Records provided: Begin

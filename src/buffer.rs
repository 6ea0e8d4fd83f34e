//! Buffer types passed through transform stages.
//!
//! A [`Buffer`] is a [`MemoryHandle`] plus [`Metadata`]. Cloning a buffer
//! shares its memory; the buffer is writable only while its memory is
//! uniquely owned. Writers that hold a shared buffer call
//! [`Buffer::make_writable`], which copies once.

use crate::error::{Error, Result};
use crate::memory::{HeapSegment, MemorySegment, MemoryType};
use crate::metadata::Metadata;
use std::sync::Arc;

/// Handle to a memory region within a segment.
///
/// This is cheap to clone (just Arc increment + copy of offset/len).
#[derive(Clone)]
pub struct MemoryHandle {
    segment: Arc<dyn MemorySegment>,
    offset: usize,
    len: usize,
}

impl MemoryHandle {
    /// Create a new memory handle.
    ///
    /// # Panics
    ///
    /// Panics if `offset + len > segment.len()`.
    pub fn new(segment: Arc<dyn MemorySegment>, offset: usize, len: usize) -> Self {
        assert!(
            offset + len <= segment.len(),
            "memory handle exceeds segment bounds"
        );
        Self {
            segment,
            offset,
            len,
        }
    }

    /// Create a memory handle covering an entire segment.
    pub fn from_segment(segment: Arc<dyn MemorySegment>) -> Self {
        let len = segment.len();
        Self {
            segment,
            offset: 0,
            len,
        }
    }

    /// Length of the region.
    #[inline]
    pub fn len(&self) -> usize {
        self.len
    }

    /// Whether the region is empty.
    #[inline]
    pub fn is_empty(&self) -> bool {
        self.len == 0
    }

    /// Offset within the segment.
    #[inline]
    pub fn offset(&self) -> usize {
        self.offset
    }

    /// The region as bytes.
    #[inline]
    pub fn as_slice(&self) -> &[u8] {
        &self.segment.as_slice()[self.offset..self.offset + self.len]
    }

    /// The region as mutable bytes; `None` while the segment is shared.
    pub fn as_mut_slice(&mut self) -> Option<&mut [u8]> {
        let (offset, len) = (self.offset, self.len);
        Arc::get_mut(&mut self.segment).map(|s| &mut s.as_mut_slice()[offset..offset + len])
    }

    /// Whether this handle is the only owner of its segment.
    #[inline]
    pub fn is_unique(&self) -> bool {
        Arc::strong_count(&self.segment) == 1 && Arc::weak_count(&self.segment) == 0
    }

    /// The memory type of the underlying segment.
    #[inline]
    pub fn memory_type(&self) -> MemoryType {
        self.segment.memory_type()
    }

    /// The underlying segment.
    #[inline]
    pub fn segment(&self) -> &Arc<dyn MemorySegment> {
        &self.segment
    }

    /// Resize the region within the segment's bounds.
    pub fn set_len(&mut self, len: usize) -> Result<()> {
        if self.offset + len > self.segment.len() {
            return Err(Error::InvalidInput(format!(
                "length {len} exceeds segment capacity {}",
                self.segment.len() - self.offset
            )));
        }
        self.len = len;
        Ok(())
    }
}

impl std::fmt::Debug for MemoryHandle {
    fn fmt(&self, f: &mut std::fmt::Formatter<'_>) -> std::fmt::Result {
        f.debug_struct("MemoryHandle")
            .field("memory_type", &self.memory_type())
            .field("offset", &self.offset)
            .field("len", &self.len)
            .finish()
    }
}

/// A unit of data with metadata.
///
/// # Ownership
///
/// A buffer has a single logical owner at a time. Clones share memory, and
/// shared memory is read-only until [`make_writable`](Self::make_writable)
/// copies it.
#[derive(Clone)]
pub struct Buffer {
    memory: MemoryHandle,
    metadata: Metadata,
}

impl Buffer {
    /// Create a new buffer.
    pub fn new(memory: MemoryHandle, metadata: Metadata) -> Self {
        Self { memory, metadata }
    }

    /// Create a heap buffer that takes ownership of `data`.
    pub fn from_vec(data: Vec<u8>, metadata: Metadata) -> Self {
        let segment: Arc<dyn MemorySegment> = Arc::new(HeapSegment::from_vec(data));
        Self::new(MemoryHandle::from_segment(segment), metadata)
    }

    /// Create a heap buffer holding a copy of `data`.
    pub fn from_slice(data: &[u8], metadata: Metadata) -> Self {
        Self::from_vec(data.to_vec(), metadata)
    }

    /// Allocate a zeroed heap buffer of `size` bytes.
    pub fn allocate(size: usize) -> Result<Self> {
        let segment: Arc<dyn MemorySegment> = Arc::new(HeapSegment::new(size)?);
        Ok(Self::new(MemoryHandle::from_segment(segment), Metadata::new()))
    }

    /// Get the buffer metadata.
    #[inline]
    pub fn metadata(&self) -> &Metadata {
        &self.metadata
    }

    /// Get mutable access to the metadata.
    #[inline]
    pub fn metadata_mut(&mut self) -> &mut Metadata {
        &mut self.metadata
    }

    /// Get the memory handle.
    #[inline]
    pub fn memory(&self) -> &MemoryHandle {
        &self.memory
    }

    /// Get the buffer data as bytes.
    #[inline]
    pub fn as_bytes(&self) -> &[u8] {
        self.memory.as_slice()
    }

    /// Get mutable data; `None` unless the buffer is writable.
    #[inline]
    pub fn data_mut(&mut self) -> Option<&mut [u8]> {
        self.memory.as_mut_slice()
    }

    /// Get the buffer length.
    #[inline]
    pub fn len(&self) -> usize {
        self.memory.len()
    }

    /// Check if the buffer is empty.
    #[inline]
    pub fn is_empty(&self) -> bool {
        self.memory.is_empty()
    }

    /// Shrink or grow the visible length within the allocated memory.
    pub fn set_len(&mut self, len: usize) -> Result<()> {
        self.memory.set_len(len)
    }

    /// Get the memory type.
    #[inline]
    pub fn memory_type(&self) -> MemoryType {
        self.memory.memory_type()
    }

    /// Whether the memory is uniquely owned by this buffer.
    #[inline]
    pub fn is_writable(&self) -> bool {
        self.memory.is_unique()
    }

    /// Whether both buffers view the same memory segment.
    #[inline]
    pub fn shares_memory(&self, other: &Buffer) -> bool {
        Arc::ptr_eq(self.memory.segment(), other.memory.segment())
    }

    /// Copy data and metadata into a fresh heap buffer.
    pub fn copy_deep(&self) -> Result<Self> {
        let mut segment = HeapSegment::new(self.len())?;
        segment.as_mut_slice().copy_from_slice(self.as_bytes());
        let segment: Arc<dyn MemorySegment> = Arc::new(segment);
        Ok(Self::new(
            MemoryHandle::from_segment(segment),
            self.metadata.clone(),
        ))
    }

    /// Return a writable buffer, copying only if the memory is shared.
    pub fn make_writable(self) -> Result<Self> {
        if self.is_writable() {
            Ok(self)
        } else {
            self.copy_deep()
        }
    }
}

impl std::fmt::Debug for Buffer {
    fn fmt(&self, f: &mut std::fmt::Formatter<'_>) -> std::fmt::Result {
        f.debug_struct("Buffer")
            .field("len", &self.len())
            .field("memory_type", &self.memory_type())
            .field("metadata", &self.metadata)
            .finish()
    }
}

#[cfg(test)]
mod tests {
    use super::*;

    #[test]
    fn test_buffer_creation() {
        let buffer = Buffer::from_slice(b"hello", Metadata::with_sequence(42));
        assert_eq!(buffer.len(), 5);
        assert_eq!(buffer.as_bytes(), b"hello");
        assert_eq!(buffer.metadata().sequence, 42);
        assert_eq!(buffer.memory_type(), MemoryType::Heap);
    }

    #[test]
    fn test_clone_shares_memory_and_blocks_writes() {
        let mut buffer = Buffer::allocate(16).unwrap();
        assert!(buffer.is_writable());

        let other = buffer.clone();
        assert!(buffer.shares_memory(&other));
        assert!(!buffer.is_writable());
        assert!(buffer.data_mut().is_none());

        drop(other);
        assert!(buffer.data_mut().is_some());
    }

    #[test]
    fn test_make_writable_copies_once() {
        let original = Buffer::from_slice(&[1, 2, 3], Metadata::with_sequence(3));
        let shared = original.clone();

        let mut writable = shared.make_writable().unwrap();
        assert!(!writable.shares_memory(&original));
        writable.data_mut().unwrap()[0] = 9;
        assert_eq!(original.as_bytes(), &[1, 2, 3]);
        assert_eq!(writable.as_bytes(), &[9, 2, 3]);
        assert_eq!(writable.metadata().sequence, 3);

        let again = writable.make_writable().unwrap();
        assert_eq!(again.as_bytes(), &[9, 2, 3]);
    }

    #[test]
    fn test_set_len_within_bounds() {
        let mut buffer = Buffer::allocate(8).unwrap();
        buffer.set_len(4).unwrap();
        assert_eq!(buffer.len(), 4);
        assert!(buffer.set_len(9).is_err());
    }

    #[test]
    #[should_panic(expected = "memory handle exceeds segment bounds")]
    fn test_memory_handle_out_of_bounds() {
        let segment: Arc<dyn MemorySegment> = Arc::new(HeapSegment::from_vec(vec![0; 4]));
        let _ = MemoryHandle::new(segment, 2, 4);
    }
}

Records provided: End

### [Assignment]
Begin with the line above that has "pub fn is_writable(&self)" and continue through the line that has "segment.as_mut_slice().copy_from_slice(self.as_bytes());", setting each one down exactly. Stop there.

### [Expected answer]
    pub fn is_writable(&self) -> bool {
        self.memory.is_unique()
    }

    /// Whether both buffers view the same memory segment.
    #[inline]
    pub fn shares_memory(&self, other: &Buffer) -> bool {
        Arc::ptr_eq(self.memory.segment(), other.memory.segment())
    }

    /// Copy data and metadata into a fresh heap buffer.
    pub fn copy_deep(&self) -> Result<Self> {
        let mut segment = HeapSegment::new(self.len())?;
        segment.as_mut_slice().copy_from_slice(self.as_bytes());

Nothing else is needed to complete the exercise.